Estacíon de Chamartín | Durchgangsbahnhof | 21,3 Mio. PAX (2010) |
Der Bahnhof Chamartín liegt in Madrids Norden und ist so etwas wie der 2.Hauptbahnhof der Stadt. Er ist von seiner Bedeutung allerdings klar Atocha untergeordnet. Von hier verkehren heute zahlreiche Fernzüge in den Norden Spaniens, der Nachtzug nach Lissabon, sowie die Hochgeschwindigkeitsverbindung nach Valladolid und Leon. Die Geschichte dieses eigentlichen Nordbahnhofes ist eng verbunden mit dem Problem, das Atocha im Süden der Stadt liegt und man dort keine Züge in Richtung Norden und Nordwesten Spaniens fahren lassen konnte. Deshalb wurde schon in der ersten Hälfte des 20.Jahrhunderts ein Tunnel durch die Stadt geplant, welcher unter der „Paseo Castellana“ entlangführt. Die Arbeiten für den Tunnel wurden 1933 begonnen und auf dem Friedhof des Dorfes „Chamartín de la Rosa“ wurde die Fläche für einen neuen Bahnhof angelegt, doch durch den Bürgerkrieg und seine Folgen änderte sich für Jahrzehnte nichts. Erst als der Tunnel fertig wurde, nahm auch der Bahnhof Gestalt an. Wobei erst sehr langsam, anfangs war nur ein Gebäude neben dem Gleis vorhanden. Chamartín wurde daher von Anfang an als Durchgangsbahnhof konzipiert, nicht als Endbahnhof einer Linie. Mit der Zeit wurde mehr und mehr Verkehr nach Chamartín verlegt, wobei er trotzdem für den Großteil des Fernverkehrs die Ausgangs- oder Endstation war. Diese Verlegung bedeutete aber auch, dass insbesondere der Bahnhof „Estacíon del Norte“ an Bedeutung verlor.

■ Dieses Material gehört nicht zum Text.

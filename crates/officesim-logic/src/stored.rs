//! Persisted schedules.
//!
//! When the player submits a plan, the whole week's meeting list is stored
//! on the company record next to the week it belongs to. Reading it back is
//! lenient: each record is validated on its own and bad records are
//! dropped, since the document may have been written by an older client.

use serde::{Deserialize, Serialize};
use serde_json::Value;
use thiserror::Error;

use crate::meeting::{Attendee, Meeting};
use crate::week::Week;

#[derive(Debug, Clone, PartialEq, Eq, Error)]
pub enum StoredMeetingError {
    #[error("record is not an object")]
    NotAnObject,
    #[error("missing or non-string id")]
    MissingId,
    #[error("missing or non-string owner")]
    MissingOwner,
    #[error("day index is missing, fractional, or not a weekday")]
    InvalidDay,
    #[error("start/end are missing, non-finite, or not increasing")]
    InvalidTimes,
}

/// A week's schedule as read back from storage.
#[derive(Debug, Clone, PartialEq, Eq, Serialize, Deserialize)]
pub struct StoredSchedule {
    pub week: Week,
    pub meetings: Vec<Meeting>,
}

/// Numbers, or strings holding numbers.
fn as_number(value: Option<&Value>) -> Option<f64> {
    let n = match value? {
        Value::Number(n) => n.as_f64()?,
        Value::String(s) => s.trim().parse::<f64>().ok()?,
        _ => return None,
    };
    n.is_finite().then_some(n)
}

/// Validate one raw meeting record against a week of `weekdays` days.
pub fn normalize_stored_meeting(raw: &Value, weekdays: usize) -> Result<Meeting, StoredMeetingError> {
    let obj = raw.as_object().ok_or(StoredMeetingError::NotAnObject)?;

    let id = obj
        .get("id")
        .and_then(Value::as_str)
        .filter(|s| !s.is_empty())
        .ok_or(StoredMeetingError::MissingId)?;
    let owner = obj
        .get("owner")
        .and_then(Value::as_str)
        .filter(|s| !s.is_empty())
        .ok_or(StoredMeetingError::MissingOwner)?;
    let participants: Vec<Attendee> = obj
        .get("participants")
        .and_then(Value::as_array)
        .map(|list| list.iter().filter_map(Value::as_str).map(Attendee::from).collect())
        .unwrap_or_default();

    let day = as_number(obj.get("dayIndex"))
        .filter(|d| d.fract() == 0.0 && (0.0..weekdays as f64).contains(d))
        .ok_or(StoredMeetingError::InvalidDay)?;
    let start = as_number(obj.get("start")).ok_or(StoredMeetingError::InvalidTimes)?;
    let end = as_number(obj.get("end")).ok_or(StoredMeetingError::InvalidTimes)?;
    if end <= start {
        return Err(StoredMeetingError::InvalidTimes);
    }

    Ok(Meeting {
        id: id.to_string(),
        owner: Attendee::from(owner),
        participants,
        day_index: day as usize,
        start: start as i64,
        end: end as i64,
    })
}

/// Read a stored schedule. Returns `None` when there is no list, no week,
/// or no valid record.
pub fn read_stored_schedule(
    raw: Option<&Value>,
    week_start_ms: Option<i64>,
    weekdays: usize,
) -> Option<StoredSchedule> {
    let list = raw?.as_array()?;
    let week_start_ms = week_start_ms?;
    let meetings: Vec<Meeting> = list
        .iter()
        .filter_map(|r| match normalize_stored_meeting(r, weekdays) {
            Ok(m) => Some(m),
            Err(e) => {
                log::debug!("Skipping stored meeting: {}", e);
                None
            }
        })
        .collect();
    if meetings.is_empty() {
        return None;
    }
    Some(StoredSchedule {
        week: Week::from_start_ms(week_start_ms),
        meetings,
    })
}

/// Serialise meetings into the stored record shape.
pub fn serialize_meetings(meetings: &[Meeting]) -> Value {
    serde_json::to_value(meetings).unwrap_or(Value::Array(Vec::new()))
}
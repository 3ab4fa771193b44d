//! Meetings and their attendees.
//!
//! A meeting belongs to one day of the simulated week and carries absolute
//! epoch-millisecond bounds. Attendees are either the player or an employee;
//! on the wire the player is the string `"me"`.

use std::fmt;

use serde::{Deserialize, Serialize};

use crate::constants::USER_ID;

/// Someone who can own or attend a meeting.
#[derive(Debug, Clone, PartialEq, Eq, Hash, PartialOrd, Ord, Serialize, Deserialize)]
#[serde(from = "String", into = "String")]
pub enum Attendee {
    /// The player.
    User,
    /// A hired employee, by document id.
    Employee(String),
}

impl Attendee {
    pub fn employee(id: impl Into<String>) -> Self {
        Attendee::from(id.into())
    }

    pub fn is_user(&self) -> bool {
        matches!(self, Attendee::User)
    }

    pub fn as_str(&self) -> &str {
        match self {
            Attendee::User => USER_ID,
            Attendee::Employee(id) => id,
        }
    }
}

impl From<String> for Attendee {
    fn from(id: String) -> Self {
        if id == USER_ID {
            Attendee::User
        } else {
            Attendee::Employee(id)
        }
    }
}

impl From<&str> for Attendee {
    fn from(id: &str) -> Self {
        Attendee::from(id.to_string())
    }
}

impl From<Attendee> for String {
    fn from(a: Attendee) -> Self {
        match a {
            Attendee::User => USER_ID.to_string(),
            Attendee::Employee(id) => id,
        }
    }
}

impl fmt::Display for Attendee {
    fn fmt(&self, f: &mut fmt::Formatter<'_>) -> fmt::Result {
        f.write_str(self.as_str())
    }
}

/// One scheduled meeting.
#[derive(Debug, Clone, PartialEq, Eq, Serialize, Deserialize)]
#[serde(rename_all = "camelCase")]
pub struct Meeting {
    pub id: String,
    pub owner: Attendee,
    /// Owner first, no duplicates.
    pub participants: Vec<Attendee>,
    /// 0 = Monday … 4 = Friday.
    pub day_index: usize,
    /// Epoch milliseconds.
    pub start: i64,
    pub end: i64,
}

impl Meeting {
    /// Owner plus participants, de-duplicated, in first-seen order.
    pub fn attendees(&self) -> Vec<Attendee> {
        dedup_party(&self.owner, &self.participants)
    }

    pub fn has_attendee(&self, who: &Attendee) -> bool {
        &self.owner == who || self.participants.contains(who)
    }

    pub fn is_user_owned(&self) -> bool {
        self.owner.is_user()
    }

    pub fn duration_ms(&self) -> i64 {
        self.end - self.start
    }

    /// Half-open interval overlap: touching meetings do not overlap.
    pub fn overlaps(&self, start: i64, end: i64) -> bool {
        intervals_overlap(self.start, self.end, start, end)
    }
}

/// `[a_start, a_end)` and `[b_start, b_end)` share at least one instant.
pub fn intervals_overlap(a_start: i64, a_end: i64, b_start: i64, b_end: i64) -> bool {
    a_start < b_end && b_start < a_end
}

/// Owner followed by the participants, duplicates removed.
pub fn dedup_party(owner: &Attendee, participants: &[Attendee]) -> Vec<Attendee> {
    let mut party = Vec::with_capacity(participants.len() + 1);
    for a in std::iter::once(owner).chain(participants) {
        if !party.contains(a) {
            party.push(a.clone());
        }
    }
    party
}
//! Focus score: quadratic reward for long stretches of free time.
//!
//! For each weekday the user's meetings are merged into busy intervals and
//! the gaps before, between, and after them (until the end of the workday)
//! are measured. Each gap contributes `hours²`, so one four-hour block is
//! worth more than four one-hour gaps.
//!
//! ```
//! use chrono::NaiveDate;
//! use officesim_logic::config::CalendarConfig;
//! use officesim_logic::focus::compute_focus;
//! use officesim_logic::schedule::Schedule;
//! use officesim_logic::week::Week;
//!
//! let week = Week::starting(NaiveDate::from_ymd_opt(2024, 1, 1).unwrap());
//! let report = compute_focus(&Schedule::new(), &week, &CalendarConfig::default());
//! // Five empty nine-hour days.
//! assert_eq!(report.score, 405.0);
//! assert_eq!(report.free_hours, 45.0);
//! ```

use serde::{Deserialize, Serialize};

use crate::config::CalendarConfig;
use crate::constants::MS_PER_HOUR;
use crate::schedule::Schedule;
use crate::week::Week;

#[derive(Debug, Clone, Copy, PartialEq, Default, Serialize, Deserialize)]
#[serde(rename_all = "camelCase")]
pub struct FocusReport {
    /// Sum of squared gap hours, rounded to one decimal.
    pub score: f64,
    /// Total free hours, rounded to one decimal.
    pub free_hours: f64,
}

impl FocusReport {
    /// Points the current score is worth when banked.
    pub fn points(&self) -> u64 {
        self.score.round().max(0.0) as u64
    }
}

/// Merge sorted `(start, end)` intervals that overlap or touch.
fn merge_busy(mut blocks: Vec<(i64, i64)>) -> Vec<(i64, i64)> {
    blocks.sort_by_key(|b| b.0);
    let mut merged: Vec<(i64, i64)> = Vec::with_capacity(blocks.len());
    for (start, end) in blocks {
        match merged.last_mut() {
            Some(last) if start <= last.1 => last.1 = last.1.max(end),
            _ => merged.push((start, end)),
        }
    }
    merged
}

/// Free gaps in `[day_start, day_end)` around the busy blocks, in ms.
pub fn day_gaps(blocks: Vec<(i64, i64)>, day_start: i64, day_end: i64) -> Vec<i64> {
    let mut gaps = Vec::new();
    let mut cursor = day_start;
    for (start, end) in merge_busy(blocks) {
        if start > cursor {
            gaps.push(start - cursor);
        }
        cursor = cursor.max(end);
    }
    if cursor < day_end {
        gaps.push(day_end - cursor);
    }
    gaps
}

fn round1(v: f64) -> f64 {
    (v * 10.0).round() / 10.0
}

/// Score the user's week.
pub fn compute_focus(schedule: &Schedule, week: &Week, config: &CalendarConfig) -> FocusReport {
    let mut free_hours = 0.0;
    let mut score = 0.0;

    for day in 0..config.weekdays {
        let blocks: Vec<(i64, i64)> = schedule
            .user_meetings()
            .filter(|m| m.day_index == day)
            .map(|m| (m.start, m.end))
            .collect();
        let gaps = day_gaps(blocks, week.day_start_ms(day, config), week.day_end_ms(day, config));
        for gap in gaps {
            let hours = gap as f64 / MS_PER_HOUR as f64;
            free_hours += hours;
            score += hours * hours;
        }
    }

    FocusReport {
        score: round1(score),
        free_hours: round1(free_hours),
    }
}

#[cfg(test)]
mod tests {
    use super::*;
    use crate::meeting::{Attendee, Meeting};
    use chrono::NaiveDate;

    const H: i64 = MS_PER_HOUR;

    fn week() -> Week {
        Week::starting(NaiveDate::from_ymd_opt(2024, 1, 1).unwrap())
    }

    fn user_meeting(id: &str, day: usize, from_hour: f64, to_hour: f64) -> Meeting {
        let config = CalendarConfig::default();
        let base = week().day_start_ms(day, &config);
        Meeting {
            id: id.into(),
            owner: Attendee::User,
            participants: vec![Attendee::User],
            day_index: day,
            start: base + (from_hour * H as f64) as i64,
            end: base + (to_hour * H as f64) as i64,
        }
    }

    #[test]
    fn test_empty_day_is_full_workday_squared() {
        let gaps = day_gaps(vec![], 0, 9 * H);
        assert_eq!(gaps, vec![9 * H]);
    }

    #[test]
    fn test_full_day_meeting_scores_zero() {
        let config = CalendarConfig::default();
        let mut s = Schedule::new();
        for d in 0..5 {
            s.add(user_meeting(&format!("d{d}"), d, 0.0, 9.0));
        }
        let r = compute_focus(&s, &week(), &config);
        assert_eq!(r.score, 0.0);
        assert_eq!(r.free_hours, 0.0);
    }

    #[test]
    fn test_back_to_back_meetings_fill_day() {
        let gaps = day_gaps(vec![(3 * H, 9 * H), (0, 3 * H)], 0, 9 * H);
        assert!(gaps.is_empty());
    }

    #[test]
    fn test_gaps_around_meetings() {
        let gaps = day_gaps(vec![(H, 2 * H), (4 * H, 5 * H)], 0, 9 * H);
        assert_eq!(gaps, vec![H, 2 * H, 4 * H]);
    }

    #[test]
    fn test_overlapping_meetings_merge() {
        let gaps = day_gaps(vec![(H, 3 * H), (2 * H, 4 * H)], 0, 9 * H);
        assert_eq!(gaps, vec![H, 5 * H]);
    }

    #[test]
    fn test_consolidated_beats_spread() {
        let config = CalendarConfig::default();
        let mut spread = Schedule::new();
        spread.add(user_meeting("a", 0, 2.0, 3.0));
        spread.add(user_meeting("b", 0, 5.0, 6.0));
        let mut packed = Schedule::new();
        packed.add(user_meeting("a", 0, 0.0, 1.0));
        packed.add(user_meeting("b", 0, 1.0, 2.0));
        let spread = compute_focus(&spread, &week(), &config);
        let packed = compute_focus(&packed, &week(), &config);
        assert_eq!(spread.free_hours, packed.free_hours);
        assert!(packed.score > spread.score);
    }

    #[test]
    fn test_only_user_meetings_count() {
        let config = CalendarConfig::default();
        let mut s = Schedule::new();
        let mut team = user_meeting("t", 0, 0.0, 9.0);
        team.owner = Attendee::employee("x");
        team.participants = vec![Attendee::employee("x"), Attendee::User];
        s.add(team);
        let r = compute_focus(&s, &week(), &config);
        assert_eq!(r.score, 405.0);
    }

    #[test]
    fn test_rounding_to_one_decimal() {
        let config = CalendarConfig::default();
        let mut s = Schedule::new();
        // 20 minutes busy on Monday: gaps 8h40m → 75.11.. + 4 * 81.
        s.add(user_meeting("a", 0, 0.0, 1.0 / 3.0));
        let r = compute_focus(&s, &week(), &config);
        let h = 9.0 - 1.0 / 3.0;
        assert_eq!(r.score, ((h * h + 324.0) * 10.0_f64).round() / 10.0);
        assert_eq!(r.free_hours, 44.7);
    }

    #[test]
    fn test_points_round_score() {
        let r = FocusReport { score: 12.5, free_hours: 3.0 };
        assert_eq!(r.points(), 13);
        assert_eq!(FocusReport::default().points(), 0);
    }
}
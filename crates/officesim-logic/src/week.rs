//! Simulated week: start date, day windows, labels, and schedule seeds.
//!
//! The calendar always shows the week *after* the current simulated time:
//! the Monday strictly following it, at UTC midnight. A simulated time
//! that already falls on a Monday therefore plans the next Monday.
//!
//! ```
//! use chrono::NaiveDate;
//! use officesim_logic::week::Week;
//!
//! // Wednesday 2024-01-03 → Monday 2024-01-08
//! let wed = NaiveDate::from_ymd_opt(2024, 1, 3).unwrap().and_hms_opt(15, 0, 0).unwrap();
//! let week = Week::following(wed.and_utc().timestamp_millis()).unwrap();
//! assert_eq!(week.start_date(), NaiveDate::from_ymd_opt(2024, 1, 8).unwrap());
//! ```

use chrono::{DateTime, Datelike, Days, NaiveDate, Utc};
use serde::{Deserialize, Serialize};

use crate::config::CalendarConfig;
use crate::constants::{MS_PER_DAY, MS_PER_HOUR};

/// A planning week, identified by its Monday at UTC midnight.
#[derive(Debug, Clone, Copy, PartialEq, Eq, Hash, Serialize, Deserialize)]
pub struct Week {
    start_ms: i64,
}

impl Week {
    /// The week starting on `date` (expected to be a Monday).
    pub fn starting(date: NaiveDate) -> Self {
        Self {
            start_ms: date.and_time(chrono::NaiveTime::MIN).and_utc().timestamp_millis(),
        }
    }

    /// Rebuild from a persisted week start.
    pub fn from_start_ms(start_ms: i64) -> Self {
        Self { start_ms }
    }

    /// The week after the given simulated time. `None` if the timestamp is
    /// outside chrono's range.
    pub fn following(sim_time_ms: i64) -> Option<Self> {
        let now = DateTime::<Utc>::from_timestamp_millis(sim_time_ms)?;
        let from_sunday = now.weekday().num_days_from_sunday();
        let days = match (8 - from_sunday) % 7 {
            0 => 7,
            d => d,
        };
        let monday = now.date_naive().checked_add_days(Days::new(days as u64))?;
        Some(Self::starting(monday))
    }

    pub fn start_ms(&self) -> i64 {
        self.start_ms
    }

    pub fn start_date(&self) -> NaiveDate {
        DateTime::<Utc>::from_timestamp_millis(self.start_ms)
            .map(|d| d.date_naive())
            .unwrap_or_default()
    }

    /// Calendar date of a weekday (0 = Monday).
    pub fn date_of(&self, day_index: usize) -> NaiveDate {
        let start = self.start_date();
        start
            .checked_add_days(Days::new(day_index as u64))
            .unwrap_or(start)
    }

    /// Start of the workday on `day_index`, epoch milliseconds.
    pub fn day_start_ms(&self, day_index: usize, config: &CalendarConfig) -> i64 {
        self.start_ms + day_index as i64 * MS_PER_DAY + config.workday_start_hour as i64 * MS_PER_HOUR
    }

    /// End of the workday on `day_index`, epoch milliseconds.
    pub fn day_end_ms(&self, day_index: usize, config: &CalendarConfig) -> i64 {
        self.day_start_ms(day_index, config) + config.work_ms()
    }

    /// `"Jan 8 - Jan 12"` for a five-day week.
    pub fn label(&self, config: &CalendarConfig) -> String {
        let first = self.start_date();
        let last = self.date_of(config.weekdays.saturating_sub(1));
        format!("{} - {}", first.format("%b %-d"), last.format("%b %-d"))
    }

    /// `"Mon, Jan 8"` for each shown day.
    pub fn day_labels(&self, config: &CalendarConfig) -> Vec<String> {
        (0..config.weekdays)
            .map(|d| self.date_of(d).format("%a, %b %-d").to_string())
            .collect()
    }
}

/// Seed string for a week's schedule: `"{company}-{YYYY-MM-DD}-{roster size}"`.
pub fn schedule_seed(company_id: &str, week: &Week, roster_size: usize) -> String {
    format!("{}-{}-{}", company_id, week.start_date().format("%Y-%m-%d"), roster_size)
}

/// Hour labels down the side of the calendar, `"8 AM"` … `"4 PM"`.
pub fn time_ticks(config: &CalendarConfig) -> Vec<String> {
    (config.workday_start_hour..config.workday_end_hour)
        .map(|h| {
            let suffix = if h < 12 { "AM" } else { "PM" };
            let base = if h % 12 == 0 { 12 } else { h % 12 };
            format!("{base} {suffix}")
        })
        .collect()
}
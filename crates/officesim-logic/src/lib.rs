//! Pure calendar logic for OfficeSim.
//!
//! This crate contains the calendar core of the game independent of any
//! database, UI toolkit, or network client. Functions take plain data and
//! return results, so the same code drives the view-model, the headless
//! harness, and the tests.
//!
//! # Module Overview
//!
//! | Module | Purpose |
//! |--------|---------|
//! | [`config`] | Workday window, durations, palette, and validation |
//! | [`constants`] | Week shape, geometry, and palette constants |
//! | [`drag`] | Drag-to-reschedule state machine with snapping and conflict checks |
//! | [`focus`] | Quadratic free-time focus score |
//! | [`layout`] | Day-column packing and vertical block geometry |
//! | [`meeting`] | Attendees, meetings, and overlap tests |
//! | [`rng`] | String-seeded linear-congruential generator |
//! | [`roster`] | Employees and deterministic colour assignment |
//! | [`schedule`] | Deterministic weekly schedule and per-attendee index |
//! | [`stored`] | Normalisation of persisted schedule records |
//! | [`week`] | Simulated week start, day windows, labels, and seeds |

pub mod config;
pub mod constants;
pub mod drag;
pub mod focus;
pub mod layout;
pub mod meeting;
pub mod rng;
pub mod roster;
pub mod schedule;
pub mod stored;
pub mod week;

Zwischen 1970 und 75 wurde ein neues, großes und repräsentatives Bauwerk der Estacíon de Chamartín errichtet, das gleichzeitig auch einen Einkaufsbereich hatte und die Funktion eines neuen Hauptbahnhof übernehmen könnte. Der Komplex wurde so angelegt, dass die Empfangshalle wie ein Reiter über den Bahnsteigen schwebt, diese aber nur überdacht sind und keine eigene Halle haben. Eine Straßenauffahrt zum Haupteingang hin zeigt, dass man Autos in dieser Zeit keinesfalls mehr vernachlässigen konnte. Gleichzeitig entstand ein Hotelbau im Bahnhofskomplex.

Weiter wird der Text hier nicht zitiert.